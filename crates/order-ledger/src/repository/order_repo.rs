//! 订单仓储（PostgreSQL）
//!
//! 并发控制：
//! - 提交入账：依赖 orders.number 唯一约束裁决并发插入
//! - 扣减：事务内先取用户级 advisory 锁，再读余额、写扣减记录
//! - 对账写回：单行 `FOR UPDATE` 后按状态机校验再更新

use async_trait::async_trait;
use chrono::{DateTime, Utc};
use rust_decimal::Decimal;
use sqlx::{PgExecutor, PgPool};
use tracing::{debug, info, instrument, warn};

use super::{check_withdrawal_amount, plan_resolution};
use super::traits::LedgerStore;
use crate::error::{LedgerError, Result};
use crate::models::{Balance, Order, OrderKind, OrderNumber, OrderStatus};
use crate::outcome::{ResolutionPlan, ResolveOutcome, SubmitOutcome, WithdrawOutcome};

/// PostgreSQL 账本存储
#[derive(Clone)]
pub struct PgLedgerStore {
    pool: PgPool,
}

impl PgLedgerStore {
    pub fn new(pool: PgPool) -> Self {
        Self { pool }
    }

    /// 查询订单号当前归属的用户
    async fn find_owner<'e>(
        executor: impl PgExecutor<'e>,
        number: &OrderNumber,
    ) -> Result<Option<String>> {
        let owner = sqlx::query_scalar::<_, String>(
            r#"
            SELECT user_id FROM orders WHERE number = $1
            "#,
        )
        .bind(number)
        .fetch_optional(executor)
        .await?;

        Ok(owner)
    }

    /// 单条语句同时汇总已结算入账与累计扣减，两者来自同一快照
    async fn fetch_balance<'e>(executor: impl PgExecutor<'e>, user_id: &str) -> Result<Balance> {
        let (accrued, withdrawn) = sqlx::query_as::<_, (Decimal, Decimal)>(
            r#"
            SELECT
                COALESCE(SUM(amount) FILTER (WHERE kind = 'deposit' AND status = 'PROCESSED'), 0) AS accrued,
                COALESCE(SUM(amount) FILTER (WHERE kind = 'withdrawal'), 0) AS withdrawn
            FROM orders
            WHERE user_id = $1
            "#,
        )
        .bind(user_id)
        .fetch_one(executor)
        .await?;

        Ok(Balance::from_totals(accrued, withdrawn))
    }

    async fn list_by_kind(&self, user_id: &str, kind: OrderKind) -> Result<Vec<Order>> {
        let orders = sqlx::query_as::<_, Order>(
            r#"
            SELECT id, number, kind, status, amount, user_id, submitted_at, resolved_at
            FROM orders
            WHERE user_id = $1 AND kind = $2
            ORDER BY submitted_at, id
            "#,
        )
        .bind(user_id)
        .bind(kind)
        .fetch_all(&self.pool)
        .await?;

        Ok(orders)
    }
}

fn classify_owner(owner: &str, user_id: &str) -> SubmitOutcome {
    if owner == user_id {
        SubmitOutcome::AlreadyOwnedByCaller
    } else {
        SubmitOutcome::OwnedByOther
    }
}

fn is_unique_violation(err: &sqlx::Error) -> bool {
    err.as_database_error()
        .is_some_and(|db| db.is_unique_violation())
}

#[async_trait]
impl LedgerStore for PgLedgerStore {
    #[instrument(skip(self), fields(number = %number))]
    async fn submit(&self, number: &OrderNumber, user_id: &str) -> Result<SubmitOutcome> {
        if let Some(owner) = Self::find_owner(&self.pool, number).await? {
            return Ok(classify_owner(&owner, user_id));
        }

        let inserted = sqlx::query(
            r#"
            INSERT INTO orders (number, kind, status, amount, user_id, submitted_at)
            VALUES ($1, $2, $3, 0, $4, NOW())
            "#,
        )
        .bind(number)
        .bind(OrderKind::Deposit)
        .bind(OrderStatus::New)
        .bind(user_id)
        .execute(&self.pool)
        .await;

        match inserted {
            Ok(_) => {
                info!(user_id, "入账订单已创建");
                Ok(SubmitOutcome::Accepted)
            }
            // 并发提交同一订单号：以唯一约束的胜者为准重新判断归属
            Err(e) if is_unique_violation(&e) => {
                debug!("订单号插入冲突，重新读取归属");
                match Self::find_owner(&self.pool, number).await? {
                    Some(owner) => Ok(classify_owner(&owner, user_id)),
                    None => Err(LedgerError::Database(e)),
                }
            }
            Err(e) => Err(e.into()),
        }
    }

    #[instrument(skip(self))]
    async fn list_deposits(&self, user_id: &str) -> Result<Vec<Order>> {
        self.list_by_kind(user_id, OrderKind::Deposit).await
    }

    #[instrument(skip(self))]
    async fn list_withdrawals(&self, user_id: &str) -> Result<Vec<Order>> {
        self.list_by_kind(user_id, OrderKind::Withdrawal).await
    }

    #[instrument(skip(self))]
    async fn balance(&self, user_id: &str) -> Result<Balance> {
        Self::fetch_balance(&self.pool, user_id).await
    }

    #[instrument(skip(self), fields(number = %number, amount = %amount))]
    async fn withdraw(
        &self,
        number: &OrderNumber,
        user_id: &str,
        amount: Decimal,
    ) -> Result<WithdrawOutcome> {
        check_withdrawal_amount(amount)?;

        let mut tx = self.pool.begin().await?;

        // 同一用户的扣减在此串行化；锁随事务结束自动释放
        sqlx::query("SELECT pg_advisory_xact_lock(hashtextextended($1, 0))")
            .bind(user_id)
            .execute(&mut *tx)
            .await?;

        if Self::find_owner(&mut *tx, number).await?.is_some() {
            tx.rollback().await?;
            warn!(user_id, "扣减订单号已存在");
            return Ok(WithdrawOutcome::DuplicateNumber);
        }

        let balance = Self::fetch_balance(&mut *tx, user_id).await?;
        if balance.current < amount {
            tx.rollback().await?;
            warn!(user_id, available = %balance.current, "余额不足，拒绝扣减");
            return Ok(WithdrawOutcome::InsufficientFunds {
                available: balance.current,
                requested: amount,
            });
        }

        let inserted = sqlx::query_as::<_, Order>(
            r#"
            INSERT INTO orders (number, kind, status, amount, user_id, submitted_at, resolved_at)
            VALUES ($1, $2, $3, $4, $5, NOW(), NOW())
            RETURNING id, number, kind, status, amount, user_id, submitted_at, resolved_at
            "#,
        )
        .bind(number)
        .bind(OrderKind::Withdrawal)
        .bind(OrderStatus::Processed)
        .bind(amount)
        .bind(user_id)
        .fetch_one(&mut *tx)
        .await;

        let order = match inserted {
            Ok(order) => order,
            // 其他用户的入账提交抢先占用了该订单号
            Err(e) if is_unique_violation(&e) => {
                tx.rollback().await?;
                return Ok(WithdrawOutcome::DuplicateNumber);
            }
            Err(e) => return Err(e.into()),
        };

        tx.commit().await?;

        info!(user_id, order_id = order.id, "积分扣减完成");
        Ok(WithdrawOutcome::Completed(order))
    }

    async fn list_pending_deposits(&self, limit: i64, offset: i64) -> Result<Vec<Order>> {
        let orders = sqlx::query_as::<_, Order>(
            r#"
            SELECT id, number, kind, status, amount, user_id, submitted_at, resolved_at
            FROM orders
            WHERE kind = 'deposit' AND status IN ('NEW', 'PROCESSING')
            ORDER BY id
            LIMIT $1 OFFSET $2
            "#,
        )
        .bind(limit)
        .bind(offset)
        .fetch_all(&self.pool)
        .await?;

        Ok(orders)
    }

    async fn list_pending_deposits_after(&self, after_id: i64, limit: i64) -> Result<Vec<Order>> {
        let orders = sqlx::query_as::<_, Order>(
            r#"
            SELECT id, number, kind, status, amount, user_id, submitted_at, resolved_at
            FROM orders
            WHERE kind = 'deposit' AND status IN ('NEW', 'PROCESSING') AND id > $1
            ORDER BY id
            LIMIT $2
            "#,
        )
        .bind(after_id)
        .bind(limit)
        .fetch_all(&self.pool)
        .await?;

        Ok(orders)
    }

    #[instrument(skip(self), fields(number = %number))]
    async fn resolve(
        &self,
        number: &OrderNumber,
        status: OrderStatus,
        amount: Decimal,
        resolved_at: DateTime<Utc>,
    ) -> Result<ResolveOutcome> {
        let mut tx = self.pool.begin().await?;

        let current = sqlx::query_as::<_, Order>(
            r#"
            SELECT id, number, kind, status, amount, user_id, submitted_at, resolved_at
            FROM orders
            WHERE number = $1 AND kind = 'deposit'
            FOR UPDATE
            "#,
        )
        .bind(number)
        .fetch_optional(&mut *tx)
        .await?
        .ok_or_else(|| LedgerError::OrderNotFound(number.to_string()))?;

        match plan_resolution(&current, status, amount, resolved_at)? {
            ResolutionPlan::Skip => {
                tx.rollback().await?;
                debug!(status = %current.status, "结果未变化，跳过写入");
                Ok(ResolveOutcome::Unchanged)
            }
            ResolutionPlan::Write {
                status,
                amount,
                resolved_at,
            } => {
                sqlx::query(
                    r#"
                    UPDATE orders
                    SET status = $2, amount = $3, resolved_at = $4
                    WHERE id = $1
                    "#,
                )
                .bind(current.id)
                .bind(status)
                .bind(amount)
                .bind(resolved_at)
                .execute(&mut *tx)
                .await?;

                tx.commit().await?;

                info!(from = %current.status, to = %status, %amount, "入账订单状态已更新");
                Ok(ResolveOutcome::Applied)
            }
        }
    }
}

☆ ☆ ☆ ☆

- PROBLEM REQUIREMENTS -
Search the listing above for lines containing "warn", and copy them.

- ANSWER SECTION -
use tracing::{debug, info, instrument, warn};
            warn!(user_id, "扣减订单号已存在");
            warn!(user_id, available = %balance.current, "余额不足，拒绝扣减");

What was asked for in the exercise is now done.